HEADLINES
These are some of the keywords used in headlines describing the latest puzzle facing scientists in the climate change arena." Scientists are struggling to explain a slowdown in climate change that has exposed gaps in their understanding and defies a rise in global greenhouse gas emissions."
REUTERS
" The rate of global mean warming has been lower over the past decade than previously. It has been argued that this observation might require a downwards revision of estimates of equilibrium climate sensitivity "
NATURE
What's Up?
You won't find a statement like this in the New York Times:
" An ensemble of temperature realizations preserves the correlation structure of different time steps. Hence decadal averages and their associated uncertainties can be calculated which are consistent with the covariance matrix of observational uncertainty. "
Models are only as good as the assumptions and data that go into them.

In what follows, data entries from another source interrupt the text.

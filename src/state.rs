use std::fmt;
use std::sync::Arc;

use rollcall_config::{CorsConfig, JwtConfig, StoreBackend, StoreConfig};
use rollcall_db::{MemoryStore, PgStore, Store, StoreResult};
use tracing::info;

#[derive(Clone)]
pub struct AppState {
    pub store: Arc<dyn Store>,
    pub jwt_config: JwtConfig,
    pub cors_config: CorsConfig,
}

impl AppState {
    pub fn new(store: Arc<dyn Store>, jwt_config: JwtConfig, cors_config: CorsConfig) -> Self {
        Self {
            store,
            jwt_config,
            cors_config,
        }
    }
}

impl fmt::Debug for AppState {
    fn fmt(&self, f: &mut fmt::Formatter<'_>) -> fmt::Result {
        f.debug_struct("AppState")
            .field("store", &self.store.backend_name())
            .field("cors_config", &self.cors_config)
            .finish_non_exhaustive()
    }
}

/// Builds the store selected by `STORE_BACKEND` / `DATABASE_URL`.
pub async fn init_store(config: &StoreConfig) -> StoreResult<Arc<dyn Store>> {
    let store: Arc<dyn Store> = match config.backend {
        StoreBackend::Postgres => Arc::new(PgStore::connect(config).await?),
        StoreBackend::Memory => Arc::new(MemoryStore::new()),
    };

    info!(backend = store.backend_name(), "Store initialized");
    Ok(store)
}
//! PostgreSQL store.
//!
//! Closed vocabularies are Postgres enum types and class rosters are `UUID[]`
//! columns, so rows decode straight into the model structs. The ledger's
//! uniqueness rule lives in the `attendance_submissions` primary key.

use async_trait::async_trait;
use sqlx::migrate::Migrator;
use sqlx::postgres::PgPoolOptions;
use sqlx::{PgPool, Postgres, QueryBuilder};
use tracing::{info, instrument};

use rollcall_config::StoreConfig;
use rollcall_core::Page;
use rollcall_models::{
    AttendanceRecord, Class, ClassId, Student, StudentId, SubmissionKey, Teacher,
    TeacherCredentials, TeacherId,
};

use crate::{
    AttendanceRepository, Listing, RosterRepository, Store, StoreError, StoreResult,
    SubmissionBatch, TeacherRepository,
};

pub static MIGRATOR: Migrator = sqlx::migrate!("./migrations");

/// Opens a connection pool for `config.database_url`.
pub async fn init_db_pool(config: &StoreConfig) -> StoreResult<PgPool> {
    let database_url = config
        .database_url
        .as_deref()
        .ok_or_else(|| StoreError::Configuration("DATABASE_URL must be set".to_string()))?;

    let pool = PgPoolOptions::new()
        .max_connections(config.max_connections)
        .connect(database_url)
        .await?;

    Ok(pool)
}

fn is_unique_violation(err: &sqlx::Error) -> bool {
    matches!(err, sqlx::Error::Database(db_err) if db_err.is_unique_violation())
}

#[derive(Clone, Debug)]
pub struct PgStore {
    pool: PgPool,
}

impl PgStore {
    pub fn new(pool: PgPool) -> Self {
        Self { pool }
    }

    /// Connects and brings the schema up to date.
    pub async fn connect(config: &StoreConfig) -> StoreResult<Self> {
        let pool = init_db_pool(config).await?;
        let store = Self::new(pool);
        store.migrate().await?;
        Ok(store)
    }

    pub async fn migrate(&self) -> StoreResult<()> {
        MIGRATOR.run(&self.pool).await?;
        info!("database migrations applied");
        Ok(())
    }

    pub fn pool(&self) -> &PgPool {
        &self.pool
    }
}

#[async_trait]
impl TeacherRepository for PgStore {
    #[instrument(skip(self))]
    async fn find_teacher_by_username(
        &self,
        username: &str,
    ) -> StoreResult<Option<TeacherCredentials>> {
        let teacher = sqlx::query_as::<_, TeacherCredentials>(
            r#"SELECT id, username, full_name, email, hashed_password
               FROM teachers
               WHERE username = $1"#,
        )
        .bind(username)
        .fetch_optional(&self.pool)
        .await?;

        Ok(teacher)
    }

    #[instrument(skip(self))]
    async fn find_teacher(&self, id: TeacherId) -> StoreResult<Option<Teacher>> {
        let teacher = sqlx::query_as::<_, Teacher>(
            "SELECT id, username, full_name, email FROM teachers WHERE id = $1",
        )
        .bind(id)
        .fetch_optional(&self.pool)
        .await?;

        Ok(teacher)
    }

    #[instrument(skip(self, teacher), fields(username = %teacher.username))]
    async fn insert_teacher(&self, teacher: &TeacherCredentials) -> StoreResult<()> {
        sqlx::query(
            r#"INSERT INTO teachers (id, username, full_name, email, hashed_password)
               VALUES ($1, $2, $3, $4, $5)"#,
        )
        .bind(teacher.id)
        .bind(&teacher.username)
        .bind(&teacher.full_name)
        .bind(&teacher.email)
        .bind(&teacher.hashed_password)
        .execute(&self.pool)
        .await
        .map_err(|e| {
            if is_unique_violation(&e) {
                return StoreError::UsernameTaken(teacher.username.clone());
            }
            StoreError::from(e)
        })?;

        Ok(())
    }

    async fn count_teachers(&self) -> StoreResult<i64> {
        let count = sqlx::query_scalar::<_, i64>("SELECT COUNT(*) FROM teachers")
            .fetch_one(&self.pool)
            .await?;

        Ok(count)
    }
}

#[async_trait]
impl RosterRepository for PgStore {
    #[instrument(skip(self))]
    async fn list_classes_for_teacher(
        &self,
        teacher_id: TeacherId,
        page: Page,
    ) -> StoreResult<Listing<Class>> {
        let total =
            sqlx::query_scalar::<_, i64>("SELECT COUNT(*) FROM classes WHERE teacher_id = $1")
                .bind(teacher_id)
                .fetch_one(&self.pool)
                .await?;

        let items = sqlx::query_as::<_, Class>(
            r#"SELECT id, name, level, stream, teacher_id, student_ids
               FROM classes
               WHERE teacher_id = $1
               ORDER BY name, id
               LIMIT $2 OFFSET $3"#,
        )
        .bind(teacher_id)
        .bind(page.limit)
        .bind(page.offset)
        .fetch_all(&self.pool)
        .await?;

        Ok(Listing { items, total })
    }

    #[instrument(skip(self))]
    async fn find_owned_class(
        &self,
        class_id: ClassId,
        teacher_id: TeacherId,
    ) -> StoreResult<Option<Class>> {
        let class = sqlx::query_as::<_, Class>(
            r#"SELECT id, name, level, stream, teacher_id, student_ids
               FROM classes
               WHERE id = $1 AND teacher_id = $2"#,
        )
        .bind(class_id)
        .bind(teacher_id)
        .fetch_optional(&self.pool)
        .await?;

        Ok(class)
    }

    #[instrument(skip(self))]
    async fn list_students(&self, class_id: ClassId, page: Page) -> StoreResult<Listing<Student>> {
        let total =
            sqlx::query_scalar::<_, i64>("SELECT COUNT(*) FROM students WHERE class_id = $1")
                .bind(class_id)
                .fetch_one(&self.pool)
                .await?;

        let items = sqlx::query_as::<_, Student>(
            r#"SELECT s.id, s.full_name, s.class_id
               FROM students s
               JOIN classes c ON c.id = s.class_id
               WHERE s.class_id = $1
               ORDER BY array_position(c.student_ids, s.id) NULLS LAST, s.full_name, s.id
               LIMIT $2 OFFSET $3"#,
        )
        .bind(class_id)
        .bind(page.limit)
        .bind(page.offset)
        .fetch_all(&self.pool)
        .await?;

        Ok(Listing { items, total })
    }

    #[instrument(skip(self, class), fields(class_id = %class.id))]
    async fn insert_class(&self, class: &Class) -> StoreResult<()> {
        sqlx::query(
            r#"INSERT INTO classes (id, name, level, stream, teacher_id, student_ids)
               VALUES ($1, $2, $3, $4, $5, $6)"#,
        )
        .bind(class.id)
        .bind(&class.name)
        .bind(class.level)
        .bind(class.stream)
        .bind(class.teacher_id)
        .bind(class.students.clone())
        .execute(&self.pool)
        .await?;

        Ok(())
    }

    #[instrument(skip(self, students), fields(count = students.len()))]
    async fn insert_students(&self, students: &[Student]) -> StoreResult<()> {
        if students.is_empty() {
            return Ok(());
        }

        let mut builder: QueryBuilder<Postgres> =
            QueryBuilder::new("INSERT INTO students (id, full_name, class_id) ");
        builder.push_values(students, |mut row, student| {
            row.push_bind(student.id)
                .push_bind(student.full_name.clone())
                .push_bind(student.class_id);
        });
        builder.build().execute(&self.pool).await?;

        Ok(())
    }

    #[instrument(skip(self, student_ids), fields(count = student_ids.len()))]
    async fn append_class_students(
        &self,
        class_id: ClassId,
        student_ids: &[StudentId],
    ) -> StoreResult<()> {
        let result =
            sqlx::query("UPDATE classes SET student_ids = student_ids || $2 WHERE id = $1")
                .bind(class_id)
                .bind(student_ids.to_vec())
                .execute(&self.pool)
                .await?;

        if result.rows_affected() == 0 {
            return Err(StoreError::ClassNotFound(class_id));
        }

        Ok(())
    }
}

#[async_trait]
impl AttendanceRepository for PgStore {
    #[instrument(skip(self))]
    async fn find_records(&self, key: SubmissionKey) -> StoreResult<Vec<AttendanceRecord>> {
        let records = sqlx::query_as::<_, AttendanceRecord>(
            r#"SELECT id, class_id, student_id, date, session, status, recorded_at, recorded_by
               FROM attendance_records
               WHERE class_id = $1 AND date = $2 AND session = $3
               ORDER BY seq"#,
        )
        .bind(key.class_id)
        .bind(key.date)
        .bind(key.session)
        .fetch_all(&self.pool)
        .await?;

        Ok(records)
    }

    #[instrument(skip(self, batch), fields(key = ?batch.key, count = batch.records.len()))]
    async fn insert_submission(&self, batch: &SubmissionBatch) -> StoreResult<()> {
        let mut tx = self.pool.begin().await?;

        sqlx::query(
            r#"INSERT INTO attendance_submissions (class_id, date, session, submitted_by, submitted_at)
               VALUES ($1, $2, $3, $4, $5)"#,
        )
        .bind(batch.key.class_id)
        .bind(batch.key.date)
        .bind(batch.key.session)
        .bind(batch.submitted_by)
        .bind(batch.submitted_at)
        .execute(&mut *tx)
        .await
        .map_err(|e| {
            if is_unique_violation(&e) {
                return StoreError::DuplicateSubmission;
            }
            StoreError::from(e)
        })?;

        if !batch.records.is_empty() {
            let mut builder: QueryBuilder<Postgres> = QueryBuilder::new(
                "INSERT INTO attendance_records \
                 (id, class_id, student_id, date, session, status, recorded_at, recorded_by) ",
            );
            builder.push_values(&batch.records, |mut row, record| {
                row.push_bind(record.id)
                    .push_bind(record.class_id)
                    .push_bind(record.student_id)
                    .push_bind(record.date)
                    .push_bind(record.session)
                    .push_bind(record.status)
                    .push_bind(record.recorded_at)
                    .push_bind(record.recorded_by);
            });
            builder.build().execute(&mut *tx).await?;
        }

        tx.commit().await?;

        Ok(())
    }
}

#[async_trait]
impl Store for PgStore {
    fn backend_name(&self) -> &'static str {
        "postgres"
    }

    async fn clear(&self) -> StoreResult<()> {
        sqlx::query(
            "TRUNCATE attendance_records, attendance_submissions, students, classes, teachers",
        )
        .execute(&self.pool)
        .await?;

        Ok(())
    }
}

" To estimate the difference in total earth system heat uptake between the last decades and the 1860-1879 reference period, we first derive annual total heat system content anomaly estimates for 1970-2009 by combining data based estimates for all the major earth system components: ocean, continent, ice, and atmosphere."
So, in a five-page explanation of a small subset of climate modeling, "Energy Budget Constraints", there are some 43 estimates made. We find estimates of decade internal variability, estimates in total system heat uptake, estimates of upper ocean heat uptake, estimates of abyssal ocean heat uptake, estimates of continental heat uptake, ice melt estimates, estimates of atmospheric heat uptake, and so on and so forth.
These estimates don't necessarily make a model incorrect, but when output no longer matches observations they call it seriously into question.